DIRECTIONS FOR THIS TASK: Copy the data exactly from the line that contains "seen.push((*k, *v));" through the line that contains "for i in 0..10", keeping both end lines and leaving out everything else.

SOURCE DATA:
//! A typed concurrent map used pervasively by the engine and service layers.
//!
//! The discovery engine races concurrent `Discovery`/`Register` callers
//! against the watcher loop, so every shared map needs atomic
//! `load_or_store` semantics. Built on `dashmap`'s sharded concurrent map
//! rather than a hand-rolled `Mutex<HashMap<_>>`.

use dashmap::DashMap;
use std::hash::Hash;

/// A typed K -> V mapping safe under concurrent readers and writers.
pub struct ConcurrentMap<K, V> {
    inner: DashMap<K, V>,
}

impl<K, V> Default for ConcurrentMap<K, V>
where
    K: Eq + Hash,
{
    fn default() -> Self {
        ConcurrentMap { inner: DashMap::new() }
    }
}

impl<K, V> ConcurrentMap<K, V>
where
    K: Eq + Hash + Clone,
    V: Clone,
{
    pub fn new() -> Self {
        Self::default()
    }

    pub fn store(&self, key: K, value: V) {
        self.inner.insert(key, value);
    }

    pub fn load(&self, key: &K) -> Option<V> {
        self.inner.get(key).map(|v| v.clone())
    }

    pub fn exist(&self, key: &K) -> bool {
        self.inner.contains_key(key)
    }

    /// Atomically returns the existing value for `key`, or stores `value`
    /// and returns it. The boolean is `true` when an existing entry was
    /// found (the passed-in `value` was discarded).
    pub fn load_or_store(&self, key: K, value: V) -> (V, bool) {
        match self.inner.entry(key) {
            dashmap::mapref::entry::Entry::Occupied(e) => (e.get().clone(), true),
            dashmap::mapref::entry::Entry::Vacant(e) => {
                e.insert(value.clone());
                (value, false)
            }
        }
    }

    pub fn load_and_delete(&self, key: &K) -> Option<V> {
        self.inner.remove(key).map(|(_, v)| v)
    }

    pub fn delete(&self, key: &K) {
        self.inner.remove(key);
    }

    pub fn len(&self) -> usize {
        self.inner.len()
    }

    pub fn is_empty(&self) -> bool {
        self.inner.is_empty()
    }

    /// Iterates all entries; `f` returning `false` stops iteration early.
    pub fn range<F>(&self, mut f: F)
    where
        F: FnMut(&K, &V) -> bool,
    {
        for entry in self.inner.iter() {
            if !f(entry.key(), entry.value()) {
                break;
            }
        }
    }
}

#[cfg(test)]
mod tests {
    use super::*;

    #[test]
    fn load_or_store_is_atomic_to_a_single_winner() {
        let m: ConcurrentMap<&'static str, i32> = ConcurrentMap::new();
        let (v1, existed1) = m.load_or_store("a", 1);
        let (v2, existed2) = m.load_or_store("a", 2);
        assert_eq!(v1, 1);
        assert!(!existed1);
        assert_eq!(v2, 1);
        assert!(existed2);
    }

    #[test]
    fn delete_and_range() {
        let m: ConcurrentMap<i32, i32> = ConcurrentMap::new();
        m.store(1, 10);
        m.store(2, 20);
        m.store(3, 30);
        m.delete(&2);
        let mut seen = Vec::new();
        m.range(|k, v| {
            seen.push((*k, *v));
            true
        });
        seen.sort();
        assert_eq!(seen, vec![(1, 10), (3, 30)]);
    }

    #[test]
    fn range_can_stop_early() {
        let m: ConcurrentMap<i32, i32> = ConcurrentMap::new();
        for i in 0..10 {
            m.store(i, i);
        }
        let mut count = 0;
        m.range(|_, _| {
            count += 1;
            count < 3
        });
        assert_eq!(count, 3);
    }
}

RESPONSE TO THIS EXERCISE:
            seen.push((*k, *v));
            true
        });
        seen.sort();
        assert_eq!(seen, vec![(1, 10), (3, 30)]);
    }

    #[test]
    fn range_can_stop_early() {
        let m: ConcurrentMap<i32, i32> = ConcurrentMap::new();
        for i in 0..10 {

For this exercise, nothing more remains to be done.